Clinical trials have indicated that antiangiogenic drugs can sometimes enhance the effectiveness of traditional chemotherapy. One example of this is coadministration of the antiangiogenic drug bevacizumab with the chemotherapeutic agent paclitaxel, a combination that has been found to improve survival benefits for metastatic breast cancer and small cell lung cancer. In contrast, coadministration of bevacizumab with gemcitabine for treatment of pancreatic cancer does not increase the effectiveness of chemotherapy alone.
"Several hypotheses have been proposed to explain how antiangiogenic drugs enhance the treatment efficacy of cytotoxic chemotherapy, including impairing the ability of chemotherapy-responsive tumors to regrow after therapy," said co-author Yuval Shaked, PhD, also of the University of Toronto. Their research group had previously shown that treatment with a type of cytotoxic-like agent known as a vascular disrupting agent (VDA) induces rapid mobilization of cells called circulating endothelial progenitors (CEPs) from the bone marrow compartment that helps the tumor to regrow blood vessels and thereby recover from treatment.
Our results provide a new perspective regarding the impact that conventional chemotherapy can have on tumor angiogenesis and hence how combination with antiangiogenic drugs may amplify the antitumor effects of chemotherapy.

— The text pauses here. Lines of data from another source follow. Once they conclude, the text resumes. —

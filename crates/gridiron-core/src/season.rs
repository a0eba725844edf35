// Season-specific league rules: tiebreaker era, RFA eligibility, divisions,
// schedule length and draft shape.

use std::ops::RangeInclusive;

use serde::{Deserialize, Serialize};

/// A league season, identified by its calendar year.
pub type Season = u16;

/// First season decided by the head-to-head percentage tiebreaker.
pub const MODERN_TIEBREAKER_SINCE: Season = 2020;

/// First season in which every expiring contract confers RFA rights.
pub const OPEN_RFA_SINCE: Season = 2019;

/// Seasons played with two five-team divisions.
pub const DIVISION_ERA: RangeInclusive<Season> = 2008..=2011;

/// First season with a 15-week regular season.
pub const LONG_SCHEDULE_SINCE: Season = 2021;

pub const DEFAULT_DRAFT_ROUNDS: u8 = 10;
pub const DEFAULT_PLAYOFF_TEAMS: u8 = 4;

/// How a group of teams with identical records is put in order.
#[derive(Debug, Clone, Copy, PartialEq, Eq, Hash, Serialize, Deserialize)]
#[serde(rename_all = "kebab-case")]
pub enum TiebreakerStrategy {
    /// Remove one team at a time: H2H wins among the still-tied teams when
    /// everyone played the same number of H2H games, points-for otherwise.
    Graduation,
    /// Partition by H2H win percentage within the group and recurse.
    HeadToHeadPercentage,
}

impl TiebreakerStrategy {
    pub fn for_season(season: Season) -> Self {
        if season >= MODERN_TIEBREAKER_SINCE {
            TiebreakerStrategy::HeadToHeadPercentage
        } else {
            TiebreakerStrategy::Graduation
        }
    }
}

/// Which expiring contracts give the holding franchise RFA rights.
#[derive(Debug, Clone, Copy, PartialEq, Eq, Hash, Serialize, Deserialize)]
#[serde(rename_all = "kebab-case")]
pub enum RfaEligibility {
    /// Only contracts that came out of the auction or the rookie draft.
    AuctionOrDraftOnly,
    /// Every contract, including in-season free-agent signings.
    AllContracts,
}

impl RfaEligibility {
    pub fn for_season(season: Season) -> Self {
        if season >= OPEN_RFA_SINCE {
            RfaEligibility::AllContracts
        } else {
            RfaEligibility::AuctionOrDraftOnly
        }
    }

    /// Whether a contract with the given start year confers RFA rights when it
    /// expires. A missing start year marks a free-agent signing.
    pub fn confers_rights(self, start_year: Option<Season>) -> bool {
        match self {
            RfaEligibility::AuctionOrDraftOnly => start_year.is_some(),
            RfaEligibility::AllContracts => true,
        }
    }
}

/// The rules in force for one season.
#[derive(Debug, Clone, PartialEq, Eq, Serialize, Deserialize)]
pub struct SeasonRules {
    pub season: Season,
    pub tiebreaker: TiebreakerStrategy,
    pub rfa_eligibility: RfaEligibility,
    pub divisions: bool,
    /// Number of franchise slots in play (10 during the division era, 12 after).
    pub franchise_count: u8,
    /// Games each franchise plays before playoff seeds are assigned.
    pub regular_season_weeks: u8,
    pub playoff_teams: u8,
    pub draft_rounds: u8,
}

impl SeasonRules {
    /// Built-in rules derived purely from the season year.
    pub fn for_season(season: Season) -> Self {
        let divisions = crate::division::has_divisions(season);
        SeasonRules {
            season,
            tiebreaker: TiebreakerStrategy::for_season(season),
            rfa_eligibility: RfaEligibility::for_season(season),
            divisions,
            franchise_count: if season <= *DIVISION_ERA.end() { 10 } else { 12 },
            regular_season_weeks: if season >= LONG_SCHEDULE_SINCE { 15 } else { 14 },
            playoff_teams: DEFAULT_PLAYOFF_TEAMS,
            draft_rounds: DEFAULT_DRAFT_ROUNDS,
        }
    }

    pub fn with_regular_season_weeks(mut self, weeks: u8) -> Self {
        self.regular_season_weeks = weeks;
        self
    }

    pub fn with_playoff_teams(mut self, teams: u8) -> Self {
        self.playoff_teams = teams;
        self
    }

    pub fn with_draft_rounds(mut self, rounds: u8) -> Self {
        self.draft_rounds = rounds;
        self
    }
}

#[cfg(test)]
mod tests {
    use super::*;

    #[test]
    fn tiebreaker_switches_in_2020() {
        assert_eq!(
            TiebreakerStrategy::for_season(2019),
            TiebreakerStrategy::Graduation
        );
        assert_eq!(
            TiebreakerStrategy::for_season(2020),
            TiebreakerStrategy::HeadToHeadPercentage
        );
    }

    #[test]
    fn rfa_eligibility_opens_up_in_2019() {
        let legacy = RfaEligibility::for_season(2018);
        assert!(legacy.confers_rights(Some(2016)));
        assert!(!legacy.confers_rights(None));

        let open = RfaEligibility::for_season(2019);
        assert!(open.confers_rights(Some(2017)));
        assert!(open.confers_rights(None));
    }

    #[test]
    fn division_era_rules() {
        let rules = SeasonRules::for_season(2009);
        assert!(rules.divisions);
        assert_eq!(rules.franchise_count, 10);
        assert_eq!(rules.regular_season_weeks, 14);

        let rules = SeasonRules::for_season(2012);
        assert!(!rules.divisions);
        assert_eq!(rules.franchise_count, 12);
    }

    #[test]
    fn schedule_grows_in_2021() {
        assert_eq!(SeasonRules::for_season(2020).regular_season_weeks, 14);
        assert_eq!(SeasonRules::for_season(2021).regular_season_weeks, 15);
    }

    #[test]
    fn builders_override_defaults() {
        let rules = SeasonRules::for_season(2023)
            .with_regular_season_weeks(13)
            .with_playoff_teams(6)
            .with_draft_rounds(5);
        assert_eq!(rules.regular_season_weeks, 13);
        assert_eq!(rules.playoff_teams, 6);
        assert_eq!(rules.draft_rounds, 5);
        assert_eq!(rules.tiebreaker, TiebreakerStrategy::HeadToHeadPercentage);
    }
}
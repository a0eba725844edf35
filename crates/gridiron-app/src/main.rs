// League history batch entry point.
//
// Startup sequence:
// 1. Parse command line
// 2. Initialize tracing (log to file, not terminal)
// 3. Load config
// 4. Open database
// 5. Rebuild snapshots and standings
// 6. Exit non-zero if any input was rejected

use gridiron_app::app::{self, RunOptions};
use gridiron_app::config;
use gridiron_app::db;
use gridiron_core::season::Season;

use anyhow::Context;
use clap::Parser;
use tracing::{info, warn};

/// Rebuild league contracts, picks, RFA rights and standings from history.
#[derive(Parser)]
#[command(name = "gridiron", version, about = "Keeper league history engine")]
struct Cli {
    /// Season to rebuild (default: every configured season)
    season: Option<Season>,

    /// Discard previously derived state before writing
    #[arg(long)]
    clear: bool,
}

#[tokio::main]
async fn main() -> anyhow::Result<()> {
    // 1. Parse command line
    let cli = Cli::parse();

    // 2. Initialize tracing (log to file, not terminal)
    init_tracing()?;
    info!("Gridiron starting up");

    // 3. Load config
    let config = config::load_config().context("failed to load configuration")?;
    info!(
        "Config loaded: league={}, seasons {}-{}, {} regime tenures",
        config.league.name,
        config.league.first_season,
        config.league.current_season,
        config.regimes.len()
    );

    // 4. Open database
    let db = db::Database::open(&config.db_path).context("failed to open database")?;
    info!("Database opened at {}", config.db_path);

    // 5. Rebuild snapshots and standings
    let options = RunOptions {
        season: cli.season,
        clear: cli.clear,
    };
    let summary = app::run(&config, &db, &options).await?;
    info!(
        "Wrote {} snapshot(s) and {} standings table(s)",
        summary.snapshots.len(),
        summary.standings.len()
    );

    // 6. Exit non-zero if any input was rejected
    if !summary.is_clean() {
        warn!("Run finished with rejected input");
        eprintln!("gridiron: some input could not be processed, see logs/gridiron.log");
        std::process::exit(summary.exit_code());
    }

    info!("Gridiron finished cleanly");
    Ok(())
}

fn init_tracing() -> anyhow::Result<()> {
    use tracing_subscriber::fmt;
    use tracing_subscriber::EnvFilter;

    let log_dir = std::env::current_dir()?.join("logs");
    std::fs::create_dir_all(&log_dir)?;

    let log_file = std::fs::File::create(log_dir.join("gridiron.log"))?;

    let subscriber = fmt::Subscriber::builder()
        .with_env_filter(
            EnvFilter::try_from_default_env().unwrap_or_else(|_| EnvFilter::new("gridiron=info,warn")),
        )
        .with_writer(log_file)
        .with_ansi(false)
        .with_target(true)
        .with_thread_ids(true)
        .with_line_number(true)
        .finish();

    tracing::subscriber::set_global_default(subscriber)
        .context("failed to set tracing subscriber")?;

    Ok(())
}
// Franchise slots and the season-aware owner lookup (regimes).

use std::collections::BTreeSet;
use std::fmt;

use serde::{Deserialize, Serialize};
use thiserror::Error;

use crate::season::{Season, SeasonRules};

/// Highest franchise slot number in the league.
pub const MAX_FRANCHISES: u8 = 12;

/// A persistent league slot (1-12). Survives ownership changes.
#[derive(Debug, Clone, Copy, PartialEq, Eq, PartialOrd, Ord, Hash, Serialize, Deserialize)]
#[serde(try_from = "u8", into = "u8")]
pub struct FranchiseId(u8);

impl FranchiseId {
    /// Returns `None` for slots outside 1..=12.
    pub fn new(slot: u8) -> Option<Self> {
        (1..=MAX_FRANCHISES).contains(&slot).then_some(FranchiseId(slot))
    }

    /// For slot tables known to be in range.
    pub(crate) const fn new_unchecked(slot: u8) -> Self {
        FranchiseId(slot)
    }

    pub fn slot(self) -> u8 {
        self.0
    }

    /// Slots 1..=count, clamped to the league maximum.
    pub fn first(count: u8) -> impl Iterator<Item = FranchiseId> {
        (1..=count.min(MAX_FRANCHISES)).map(FranchiseId)
    }
}

impl TryFrom<u8> for FranchiseId {
    type Error = String;

    fn try_from(slot: u8) -> Result<Self, Self::Error> {
        FranchiseId::new(slot)
            .ok_or_else(|| format!("franchise slot {slot} is outside 1..={MAX_FRANCHISES}"))
    }
}

impl From<FranchiseId> for u8 {
    fn from(id: FranchiseId) -> u8 {
        id.0
    }
}

impl fmt::Display for FranchiseId {
    fn fmt(&self, f: &mut fmt::Formatter<'_>) -> fmt::Result {
        write!(f, "{}", self.0)
    }
}

// ---------------------------------------------------------------------------
// Regimes
// ---------------------------------------------------------------------------

#[derive(Debug, Clone, PartialEq, Eq, Error)]
pub enum ResolveError {
    #[error("no franchise held by `{name}` in {season}")]
    Unknown { name: String, season: Season },

    #[error("`{name}` held several franchises in {season}: {franchises:?}")]
    Ambiguous {
        name: String,
        season: Season,
        franchises: Vec<FranchiseId>,
    },
}

/// One owner's (or ownership group's) stint on a franchise slot.
#[derive(Debug, Clone, PartialEq, Eq, Serialize, Deserialize)]
pub struct Tenure {
    /// Display name used in the source records for this owner.
    pub name: String,
    pub franchise: FranchiseId,
    /// First season of the stint.
    pub from: Season,
    /// Last season of the stint; open-ended when absent.
    #[serde(default)]
    pub to: Option<Season>,
}

impl Tenure {
    pub fn covers(&self, season: Season) -> bool {
        season >= self.from && self.to.map_or(true, |to| season <= to)
    }
}

/// Season-parameterized lookup from owner display names to franchise slots.
///
/// Owners move between slots, co-own slots, and slots change hands between
/// seasons, so every lookup is keyed by season.
#[derive(Debug, Clone, Default, PartialEq, Eq)]
pub struct RegimeBook {
    tenures: Vec<Tenure>,
}

impl RegimeBook {
    pub fn new(tenures: Vec<Tenure>) -> Self {
        RegimeBook { tenures }
    }

    pub fn is_empty(&self) -> bool {
        self.tenures.is_empty()
    }

    pub fn tenures(&self) -> &[Tenure] {
        &self.tenures
    }

    /// Resolve an owner display name to the franchise it held in `season`.
    ///
    /// Matching ignores case and surrounding whitespace. A name covering more
    /// than one slot in the season is ambiguous and is never guessed.
    pub fn resolve(&self, name: &str, season: Season) -> Result<FranchiseId, ResolveError> {
        let wanted = name.trim();
        let matches: BTreeSet<FranchiseId> = self
            .tenures
            .iter()
            .filter(|t| t.covers(season) && t.name.trim().eq_ignore_ascii_case(wanted))
            .map(|t| t.franchise)
            .collect();

        let mut iter = matches.iter();
        match (iter.next(), iter.next()) {
            (Some(&only), None) => Ok(only),
            (None, _) => Err(ResolveError::Unknown {
                name: wanted.to_string(),
                season,
            }),
            (Some(_), Some(_)) => Err(ResolveError::Ambiguous {
                name: wanted.to_string(),
                season,
                franchises: matches.into_iter().collect(),
            }),
        }
    }

    /// Display name of a franchise in `season`. Co-owners are joined with `/`
    /// in tenure order.
    pub fn display_name(&self, franchise: FranchiseId, season: Season) -> Option<String> {
        let names: Vec<&str> = self
            .tenures
            .iter()
            .filter(|t| t.franchise == franchise && t.covers(season))
            .map(|t| t.name.as_str())
            .collect();
        if names.is_empty() {
            None
        } else {
            Some(names.join("/"))
        }
    }

    /// Franchise slots with an owner in `season`. Falls back to the built-in
    /// slot count for that season when no tenure covers it.
    pub fn active_franchises(&self, season: Season) -> BTreeSet<FranchiseId> {
        let active: BTreeSet<FranchiseId> = self
            .tenures
            .iter()
            .filter(|t| t.covers(season))
            .map(|t| t.franchise)
            .collect();
        if active.is_empty() {
            FranchiseId::first(SeasonRules::for_season(season).franchise_count).collect()
        } else {
            active
        }
    }
}

#[cfg(test)]
mod tests {
    use super::*;

    fn fid(slot: u8) -> FranchiseId {
        FranchiseId::new(slot).unwrap()
    }

    fn tenure(name: &str, slot: u8, from: Season, to: Option<Season>) -> Tenure {
        Tenure {
            name: name.to_string(),
            franchise: fid(slot),
            from,
            to,
        }
    }

    fn sample_book() -> RegimeBook {
        RegimeBook::new(vec![
            tenure("Keyon", 1, 2008, None),
            tenure("Brett", 2, 2008, Some(2013)),
            tenure("Luke", 2, 2014, None),
            tenure("Schex", 3, 2008, Some(2011)),
            tenure("Schex", 4, 2011, Some(2011)),
            tenure("Jeff", 5, 2012, None),
            tenure("Mitch", 5, 2012, None),
        ])
    }

    #[test]
    fn franchise_id_rejects_out_of_range_slots() {
        assert!(FranchiseId::new(0).is_none());
        assert!(FranchiseId::new(13).is_none());
        assert_eq!(FranchiseId::new(12).map(FranchiseId::slot), Some(12));
        assert!(FranchiseId::try_from(99).is_err());
    }

    #[test]
    fn franchise_id_serde_validates() {
        let ok: FranchiseId = serde_json::from_str("7").unwrap();
        assert_eq!(ok.slot(), 7);
        assert!(serde_json::from_str::<FranchiseId>("13").is_err());
        assert_eq!(serde_json::to_string(&ok).unwrap(), "7");
    }

    #[test]
    fn resolve_respects_tenure_boundaries() {
        let book = sample_book();
        assert_eq!(book.resolve("Brett", 2013), Ok(fid(2)));
        assert_eq!(book.resolve("Luke", 2014), Ok(fid(2)));
        assert!(matches!(
            book.resolve("Brett", 2014),
            Err(ResolveError::Unknown { .. })
        ));
    }

    #[test]
    fn resolve_is_case_and_whitespace_insensitive() {
        let book = sample_book();
        assert_eq!(book.resolve("  keyon ", 2020), Ok(fid(1)));
    }

    #[test]
    fn resolve_reports_ambiguous_owner() {
        let book = sample_book();
        match book.resolve("Schex", 2011) {
            Err(ResolveError::Ambiguous { franchises, .. }) => {
                assert_eq!(franchises, vec![fid(3), fid(4)]);
            }
            other => panic!("expected Ambiguous, got {other:?}"),
        }
        assert_eq!(book.resolve("Schex", 2010), Ok(fid(3)));
    }

    #[test]
    fn display_name_joins_co_owners() {
        let book = sample_book();
        assert_eq!(book.display_name(fid(5), 2015).as_deref(), Some("Jeff/Mitch"));
        assert_eq!(book.display_name(fid(2), 2010).as_deref(), Some("Brett"));
        assert!(book.display_name(fid(9), 2010).is_none());
    }

    #[test]
    fn active_franchises_falls_back_to_rules() {
        let empty = RegimeBook::default();
        assert_eq!(empty.active_franchises(2010).len(), 10);
        assert_eq!(empty.active_franchises(2015).len(), 12);

        let book = sample_book();
        let active: Vec<u8> = book.active_franchises(2015).into_iter().map(u8::from).collect();
        assert_eq!(active, vec![1, 2, 5]);
    }
}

-Yuval Shaked, PhD, University of Toronto
The researchers built on this earlier observation by analyzing whether different, conventional chemotherapeutic drugs had variable abilities to interfere with CEP mobilization and whether antiangiogenic drugs could block chemotherapy-induced CEP responses and hence amplify their effectiveness. They found that paclitaxel rapidly induced CEP mobilization whereas gemcitabine did not. They went on to show that pharmacological inhibition of CEP mobilization by combination treatment with an antiangiogenic drug or treatment of mutant mice deficient in CEPs resulted in enhanced antitumor effects mediated by paclitaxel but not gemcitabine.
"Our results provide a new perspective regarding the impact that conventional chemotherapy can have on tumor angiogenesis and hence how combination with antiangiogenic drugs may amplify the antitumor effects of chemotherapy," Dr. Kerbel said. "Further, our findings provide a potential explanation of why not all chemotherapy drugs will necessarily have their efficacy enhanced by the addition of an antiangiogenic agent when the mechanism involves blunting CEP mobilization acutely induced by the chemotherapy drug."